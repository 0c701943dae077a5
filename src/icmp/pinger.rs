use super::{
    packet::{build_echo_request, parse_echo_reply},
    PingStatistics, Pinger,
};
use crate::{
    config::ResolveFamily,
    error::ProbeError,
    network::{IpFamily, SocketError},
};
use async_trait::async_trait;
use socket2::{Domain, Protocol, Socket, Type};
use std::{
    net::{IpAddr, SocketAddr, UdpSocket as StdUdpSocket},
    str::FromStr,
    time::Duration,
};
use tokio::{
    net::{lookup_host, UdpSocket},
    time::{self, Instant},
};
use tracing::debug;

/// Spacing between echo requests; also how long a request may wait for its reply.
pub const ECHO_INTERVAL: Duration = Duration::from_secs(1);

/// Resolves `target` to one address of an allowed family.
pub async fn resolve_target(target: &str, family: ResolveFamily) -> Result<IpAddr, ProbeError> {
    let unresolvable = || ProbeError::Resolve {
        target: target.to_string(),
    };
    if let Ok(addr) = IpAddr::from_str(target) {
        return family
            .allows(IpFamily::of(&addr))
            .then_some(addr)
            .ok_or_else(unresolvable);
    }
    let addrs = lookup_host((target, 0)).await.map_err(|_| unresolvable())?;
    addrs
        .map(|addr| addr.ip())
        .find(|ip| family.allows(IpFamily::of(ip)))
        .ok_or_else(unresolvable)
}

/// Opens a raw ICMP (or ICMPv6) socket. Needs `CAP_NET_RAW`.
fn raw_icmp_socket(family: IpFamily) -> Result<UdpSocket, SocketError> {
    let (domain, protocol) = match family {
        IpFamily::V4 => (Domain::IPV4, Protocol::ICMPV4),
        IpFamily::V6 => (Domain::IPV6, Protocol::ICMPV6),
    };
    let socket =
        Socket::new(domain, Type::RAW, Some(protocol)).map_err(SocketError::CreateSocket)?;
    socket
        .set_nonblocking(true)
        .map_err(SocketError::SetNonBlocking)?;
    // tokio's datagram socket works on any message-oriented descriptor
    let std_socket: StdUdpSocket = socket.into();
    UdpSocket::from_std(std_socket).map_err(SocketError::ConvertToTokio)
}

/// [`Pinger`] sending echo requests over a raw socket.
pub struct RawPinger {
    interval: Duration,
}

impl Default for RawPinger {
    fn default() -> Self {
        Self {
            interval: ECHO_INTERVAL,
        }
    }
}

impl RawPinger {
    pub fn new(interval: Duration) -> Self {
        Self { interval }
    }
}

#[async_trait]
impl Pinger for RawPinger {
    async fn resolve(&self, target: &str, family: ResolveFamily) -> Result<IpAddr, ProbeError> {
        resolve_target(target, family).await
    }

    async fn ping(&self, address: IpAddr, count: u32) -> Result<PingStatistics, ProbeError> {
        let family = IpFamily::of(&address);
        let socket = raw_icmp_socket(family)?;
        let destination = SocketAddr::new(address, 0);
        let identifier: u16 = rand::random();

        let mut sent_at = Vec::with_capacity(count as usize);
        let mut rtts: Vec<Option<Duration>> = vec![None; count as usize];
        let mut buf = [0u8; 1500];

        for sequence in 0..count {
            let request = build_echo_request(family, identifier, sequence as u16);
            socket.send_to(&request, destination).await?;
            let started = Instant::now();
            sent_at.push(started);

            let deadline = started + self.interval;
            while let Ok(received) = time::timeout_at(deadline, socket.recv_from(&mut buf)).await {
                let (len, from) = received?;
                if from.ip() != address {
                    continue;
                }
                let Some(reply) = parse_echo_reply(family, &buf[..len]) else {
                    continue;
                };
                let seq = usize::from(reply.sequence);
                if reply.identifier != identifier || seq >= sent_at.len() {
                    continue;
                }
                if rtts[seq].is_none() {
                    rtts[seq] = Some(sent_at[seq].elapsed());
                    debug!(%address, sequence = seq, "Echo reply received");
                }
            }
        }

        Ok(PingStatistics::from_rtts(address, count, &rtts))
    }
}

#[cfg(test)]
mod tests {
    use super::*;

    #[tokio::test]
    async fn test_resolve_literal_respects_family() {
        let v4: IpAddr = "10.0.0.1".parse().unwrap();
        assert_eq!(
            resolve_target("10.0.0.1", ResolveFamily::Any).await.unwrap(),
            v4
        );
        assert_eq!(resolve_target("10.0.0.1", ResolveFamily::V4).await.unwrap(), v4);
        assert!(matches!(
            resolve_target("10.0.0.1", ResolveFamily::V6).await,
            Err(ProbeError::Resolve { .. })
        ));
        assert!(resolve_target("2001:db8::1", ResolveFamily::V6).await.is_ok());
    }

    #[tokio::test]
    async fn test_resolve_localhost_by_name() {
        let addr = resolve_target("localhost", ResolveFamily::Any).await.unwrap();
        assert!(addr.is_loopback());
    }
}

[The problem]
The entire listing needs to be output again, exactly, please.

[Exercise result]
repository 0c701943dae077a5
filename src/icmp/pinger.rs
use super::{
    packet::{build_echo_request, parse_echo_reply},
    PingStatistics, Pinger,
};
use crate::{
    config::ResolveFamily,
    error::ProbeError,
    network::{IpFamily, SocketError},
};
use async_trait::async_trait;
use socket2::{Domain, Protocol, Socket, Type};
use std::{
    net::{IpAddr, SocketAddr, UdpSocket as StdUdpSocket},
    str::FromStr,
    time::Duration,
};
use tokio::{
    net::{lookup_host, UdpSocket},
    time::{self, Instant},
};
use tracing::debug;

/// Spacing between echo requests; also how long a request may wait for its reply.
pub const ECHO_INTERVAL: Duration = Duration::from_secs(1);

/// Resolves `target` to one address of an allowed family.
pub async fn resolve_target(target: &str, family: ResolveFamily) -> Result<IpAddr, ProbeError> {
    let unresolvable = || ProbeError::Resolve {
        target: target.to_string(),
    };
    if let Ok(addr) = IpAddr::from_str(target) {
        return family
            .allows(IpFamily::of(&addr))
            .then_some(addr)
            .ok_or_else(unresolvable);
    }
    let addrs = lookup_host((target, 0)).await.map_err(|_| unresolvable())?;
    addrs
        .map(|addr| addr.ip())
        .find(|ip| family.allows(IpFamily::of(ip)))
        .ok_or_else(unresolvable)
}

/// Opens a raw ICMP (or ICMPv6) socket. Needs `CAP_NET_RAW`.
fn raw_icmp_socket(family: IpFamily) -> Result<UdpSocket, SocketError> {
    let (domain, protocol) = match family {
        IpFamily::V4 => (Domain::IPV4, Protocol::ICMPV4),
        IpFamily::V6 => (Domain::IPV6, Protocol::ICMPV6),
    };
    let socket =
        Socket::new(domain, Type::RAW, Some(protocol)).map_err(SocketError::CreateSocket)?;
    socket
        .set_nonblocking(true)
        .map_err(SocketError::SetNonBlocking)?;
    // tokio's datagram socket works on any message-oriented descriptor
    let std_socket: StdUdpSocket = socket.into();
    UdpSocket::from_std(std_socket).map_err(SocketError::ConvertToTokio)
}

/// [`Pinger`] sending echo requests over a raw socket.
pub struct RawPinger {
    interval: Duration,
}

impl Default for RawPinger {
    fn default() -> Self {
        Self {
            interval: ECHO_INTERVAL,
        }
    }
}

impl RawPinger {
    pub fn new(interval: Duration) -> Self {
        Self { interval }
    }
}

#[async_trait]
impl Pinger for RawPinger {
    async fn resolve(&self, target: &str, family: ResolveFamily) -> Result<IpAddr, ProbeError> {
        resolve_target(target, family).await
    }

    async fn ping(&self, address: IpAddr, count: u32) -> Result<PingStatistics, ProbeError> {
        let family = IpFamily::of(&address);
        let socket = raw_icmp_socket(family)?;
        let destination = SocketAddr::new(address, 0);
        let identifier: u16 = rand::random();

        let mut sent_at = Vec::with_capacity(count as usize);
        let mut rtts: Vec<Option<Duration>> = vec![None; count as usize];
        let mut buf = [0u8; 1500];

        for sequence in 0..count {
            let request = build_echo_request(family, identifier, sequence as u16);
            socket.send_to(&request, destination).await?;
            let started = Instant::now();
            sent_at.push(started);

            let deadline = started + self.interval;
            while let Ok(received) = time::timeout_at(deadline, socket.recv_from(&mut buf)).await {
                let (len, from) = received?;
                if from.ip() != address {
                    continue;
                }
                let Some(reply) = parse_echo_reply(family, &buf[..len]) else {
                    continue;
                };
                let seq = usize::from(reply.sequence);
                if reply.identifier != identifier || seq >= sent_at.len() {
                    continue;
                }
                if rtts[seq].is_none() {
                    rtts[seq] = Some(sent_at[seq].elapsed());
                    debug!(%address, sequence = seq, "Echo reply received");
                }
            }
        }

        Ok(PingStatistics::from_rtts(address, count, &rtts))
    }
}

#[cfg(test)]
mod tests {
    use super::*;

    #[tokio::test]
    async fn test_resolve_literal_respects_family() {
        let v4: IpAddr = "10.0.0.1".parse().unwrap();
        assert_eq!(
            resolve_target("10.0.0.1", ResolveFamily::Any).await.unwrap(),
            v4
        );
        assert_eq!(resolve_target("10.0.0.1", ResolveFamily::V4).await.unwrap(), v4);
        assert!(matches!(
            resolve_target("10.0.0.1", ResolveFamily::V6).await,
            Err(ProbeError::Resolve { .. })
        ));
        assert!(resolve_target("2001:db8::1", ResolveFamily::V6).await.is_ok());
    }

    #[tokio::test]
    async fn test_resolve_localhost_by_name() {
        let addr = resolve_target("localhost", ResolveFamily::Any).await.unwrap();
        assert!(addr.is_loopback());
    }
}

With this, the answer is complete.